> _DIRECTIONS_
The answer must be every line from the listing that holds the string "unwrap".
+++ ENTRIES SUPPLIED +++
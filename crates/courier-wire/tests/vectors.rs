use courier_wire::{
    DeviceToken, FeedbackParser, ResponseStatus, decode_response, encode_notification,
};

#[test]
fn notification_vector_matches_gateway_interface() {
    let token = DeviceToken::from_bytes(&[0x11; 32]).expect("token");
    let payload = b"{\"aps\":{\"alert\":\"hi\"}}";
    let frame =
        encode_notification(&token, payload, 2_000_000_000, 0x0A0B_0C0D, 256).expect("frame");

    let mut expected = hex_to_bytes("010a0b0c0d773594000020");
    expected.extend(std::iter::repeat_n(0x11u8, 32));
    expected.extend(hex_to_bytes("0016"));
    expected.extend_from_slice(payload);
    assert_eq!(frame.as_ref(), expected.as_slice());
}

#[test]
fn response_vector_decodes_invalid_token() {
    let frame = hex_to_bytes("08080a0b0c0d");
    let response = decode_response(&frame).expect("decode");
    assert_eq!(response.status, ResponseStatus::InvalidToken);
    assert_eq!(response.identifier, 0x0A0B_0C0D);
}

#[test]
fn feedback_vector_survives_uneven_chunking() {
    let mut stream = hex_to_bytes("5f5e10000020");
    stream.extend(std::iter::repeat_n(0xAAu8, 32));
    stream.extend(hex_to_bytes("5f5e10010020"));
    stream.extend(std::iter::repeat_n(0xBBu8, 32));

    // The four chunk sizes from the protocol capture: 5, 1, 37, 33.
    let mut parser = FeedbackParser::new();
    let mut records = Vec::new();
    let mut offset = 0;
    for size in [5usize, 1, 37, 33] {
        records.extend(parser.feed(&stream[offset..offset + size]).expect("feed"));
        offset += size;
    }
    assert_eq!(offset, stream.len());

    assert_eq!(records.len(), 2);
    assert_eq!(records[0].timestamp, 1_600_000_000);
    assert_eq!(records[0].token, DeviceToken::from_bytes(&[0xAA; 32]).expect("token"));
    assert_eq!(records[1].timestamp, 1_600_000_001);
    assert_eq!(records[1].token, DeviceToken::from_bytes(&[0xBB; 32]).expect("token"));
    assert_eq!(parser.pending(), 0);
}

#[test]
fn encode_decode_round_trip_recovers_fields() {
    let token = DeviceToken::from_hex(&"f00d".repeat(16)).expect("token");
    for (payload, expiry, identifier) in [
        (&b""[..], 0u32, 0u32),
        (&b"{\"aps\":{}}"[..], 1, u32::MAX),
        (&[0xFFu8; 256][..], u32::MAX, 0x8000_0001),
    ] {
        let frame = encode_notification(&token, payload, expiry, identifier, 256).expect("frame");

        assert_eq!(frame[0], 1);
        assert_eq!(u32::from_be_bytes(frame[1..5].try_into().unwrap()), identifier);
        assert_eq!(u32::from_be_bytes(frame[5..9].try_into().unwrap()), expiry);
        assert_eq!(u16::from_be_bytes(frame[9..11].try_into().unwrap()), 32);
        assert_eq!(&frame[11..43], token.as_bytes());
        let payload_len = u16::from_be_bytes(frame[43..45].try_into().unwrap()) as usize;
        assert_eq!(payload_len, payload.len());
        assert_eq!(&frame[45..45 + payload_len], payload);
        assert_eq!(frame.len(), 45 + payload_len);
    }
}

fn hex_to_bytes(hex: &str) -> Vec<u8> {
    assert!(hex.len().is_multiple_of(2), "hex length must be even");
    hex.as_bytes()
        .chunks(2)
        .map(|pair| {
            let hi = from_hex_char(pair[0]) << 4;
            let lo = from_hex_char(pair[1]);
            hi | lo
        })
        .collect()
}

fn from_hex_char(c: u8) -> u8 {
    match c {
        b'0'..=b'9' => c - b'0',
        b'a'..=b'f' => c - b'a' + 10,
        b'A'..=b'F' => c - b'A' + 10,
        _ => panic!("invalid hex char"),
    }
}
+++
> _SOLVED PROBLEM_
        assert_eq!(u32::from_be_bytes(frame[1..5].try_into().unwrap()), identifier);
        assert_eq!(u32::from_be_bytes(frame[5..9].try_into().unwrap()), expiry);
        assert_eq!(u16::from_be_bytes(frame[9..11].try_into().unwrap()), 32);
        let payload_len = u16::from_be_bytes(frame[43..45].try_into().unwrap()) as usize;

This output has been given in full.